一度脳出血も発症してしまった人は再発するリスクが高くなるので、より厳しく血圧を管理する必要があります。血圧が高いことを指摘されたら、生活習慣の見直しと医師による適切な治療を受けましょう。
回復率をあげる自費リハビリという選択
自費リハビリは保険適用されずに自費でリハビリを行うことをいいます。自費リハビリは日数などの制限がなく、より個々の要望に合わせたリハビリを行えます。

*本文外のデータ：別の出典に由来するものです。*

//! Error types for multi-objective test problems.
//!
//! Every evaluation is a one-shot pure computation, so errors only report
//! malformed inputs or problem definitions; nothing is retried.

use thiserror::Error;

/// Errors raised while defining or evaluating a problem.
#[derive(Debug, Error, Clone, PartialEq)]
pub enum ProblemError {
    /// Sample batch column count does not match the problem's variable count.
    #[error("invalid shape: expected {expected} variables per sample, got {got}")]
    InvalidShape {
        /// Declared number of variables
        expected: usize,
        /// Column count of the provided batch
        got: usize,
    },

    /// A variable bound is not finite or has `lower > upper`.
    #[error("invalid bounds for variable '{name}': lower ({lower}) > upper ({upper}) or not finite")]
    InvalidBounds {
        /// Variable name
        name: String,
        /// The lower bound value
        lower: f64,
        /// The upper bound value
        upper: f64,
    },

    /// Two variables share the same name.
    #[error("duplicate variable name '{name}'")]
    DuplicateVariable {
        /// The repeated name
        name: String,
    },

    /// A problem parameter is outside its valid range.
    #[error("invalid parameter {name} = {value}: {reason}")]
    InvalidParameter {
        /// Parameter name
        name: &'static str,
        /// Offending value, rendered as text
        value: String,
        /// Why it was rejected
        reason: &'static str,
    },

    /// No problem is registered under this name.
    #[error("unknown problem: {0}")]
    UnknownProblem(String),
}

/// A specialized `Result` type for problem operations.
pub type Result<T> = std::result::Result<T, ProblemError>;

impl ProblemError {
    /// Returns `true` for shape mismatches between a batch and a problem.
    pub fn is_shape_error(&self) -> bool {
        matches!(self, ProblemError::InvalidShape { .. })
    }

    /// Returns `true` if this error comes from a malformed problem definition.
    ///
    /// This includes `InvalidBounds`, `DuplicateVariable` and `InvalidParameter`.
    pub fn is_definition_error(&self) -> bool {
        matches!(
            self,
            ProblemError::InvalidBounds { .. }
                | ProblemError::DuplicateVariable { .. }
                | ProblemError::InvalidParameter { .. }
        )
    }
}
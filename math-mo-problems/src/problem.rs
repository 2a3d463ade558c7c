//! The `Problem` trait shared by every closed-form evaluator.

use crate::bounds::BoundRegistry;
use crate::error::Result;
use ndarray::{Array1, Array2, ArrayView1, ArrayView2};

/// Result of an evaluation: an N x O objective matrix under the key `f`.
#[derive(Debug, Clone, PartialEq)]
pub struct Evaluation {
    /// One row per sample, one column per objective
    pub f: Array2<f64>,
}

impl Evaluation {
    /// Number of evaluated samples
    pub fn n_samples(&self) -> usize {
        self.f.nrows()
    }

    /// Number of objectives
    pub fn n_obj(&self) -> usize {
        self.f.ncols()
    }
}

/// A bound-constrained multi-objective problem with a closed-form evaluator.
///
/// Implementors provide the bounds, the objective count and the raw formula;
/// shape validation and the `{F}` wrapper come from the provided methods.
pub trait Problem {
    /// Short identifier such as `RE2_4_1`
    fn name(&self) -> &str;

    /// Variable bounds in column order
    fn bounds(&self) -> &BoundRegistry;

    /// Number of objectives O
    fn n_obj(&self) -> usize;

    /// Closed-form objectives for a batch whose column count is already checked.
    ///
    /// Must return exactly `n_obj()` columns and one row per input row.
    fn evaluate_unchecked(&self, x: &ArrayView2<f64>) -> Array2<f64>;

    /// Number of decision variables M
    fn n_var(&self) -> usize {
        self.bounds().n_var()
    }

    /// Lower and upper bound vectors in variable order
    fn bound_arrays(&self) -> (Array1<f64>, Array1<f64>) {
        self.bounds().bound_arrays()
    }

    /// Evaluate an N x M batch in high fidelity.
    fn evaluate(&self, x: &Array2<f64>) -> Result<Evaluation> {
        let view = x.view();
        self.bounds().check_columns(&view)?;
        let f = self.evaluate_unchecked(&view);
        debug_assert_eq!(f.dim(), (x.nrows(), self.n_obj()));
        log::trace!("{}: evaluated {} samples", self.name(), x.nrows());
        Ok(Evaluation { f })
    }
}

/// Boxed problem for heterogeneous collections and name-based construction.
pub type DynProblem = Box<dyn Problem + Send + Sync>;

impl<P: Problem + ?Sized> Problem for Box<P> {
    fn name(&self) -> &str {
        (**self).name()
    }

    fn bounds(&self) -> &BoundRegistry {
        (**self).bounds()
    }

    fn n_obj(&self) -> usize {
        (**self).n_obj()
    }

    fn evaluate_unchecked(&self, x: &ArrayView2<f64>) -> Array2<f64> {
        (**self).evaluate_unchecked(x)
    }
}

/// Assemble objective columns computed separately into an N x O matrix.
pub(crate) fn stack_columns(n: usize, columns: &[Array1<f64>]) -> Array2<f64> {
    let mut f = Array2::zeros((n, columns.len()));
    for (mut dst, src) in f.columns_mut().into_iter().zip(columns) {
        dst.assign(src);
    }
    f
}

/// Apply a per-sample formula returning `O` objectives to every row of `x`.
pub(crate) fn map_rows<const O: usize>(
    x: &ArrayView2<f64>,
    formula: impl Fn(ArrayView1<f64>) -> [f64; O],
) -> Array2<f64> {
    let mut f = Array2::zeros((x.nrows(), O));
    for (mut out, row) in f.rows_mut().into_iter().zip(x.rows()) {
        for (dst, value) in out.iter_mut().zip(formula(row)) {
            *dst = value;
        }
    }
    f
}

退院後も外来リハビリなど保険適用のリハビリを受ける事もできますが、利用できる条件や回数が決められています。それにより生活の維持が目的となってしまい、改善を期待していた方には物足りなく感じてしまうことも。
自費リハビリは金銭面の負担が増えるのがデメリットではありますが、退院後も生活の改善を目指したい方は選択肢に加えてみてはいかがでしょうか。
まとめ|脳出血の後遺症を知ろう
脳出血は突然発症し、後遺症が残る可能性の高い病気です。脳出血を発症した部位や出血量によって障害の重さや後遺症のリスクは変わりますが、早期治療することが後遺症を残さないためにも重要です。
脳出血の後遺症を軽くするにはリハビリがとても有効な手段です。なるべく早い段階でリハビリを始めることで予後の回復率が大きく変わります。退院後もリハビリを継続することが生活を維持するために必要です。生活をもっとよくしたい方は自費リハビリも検討してみてください。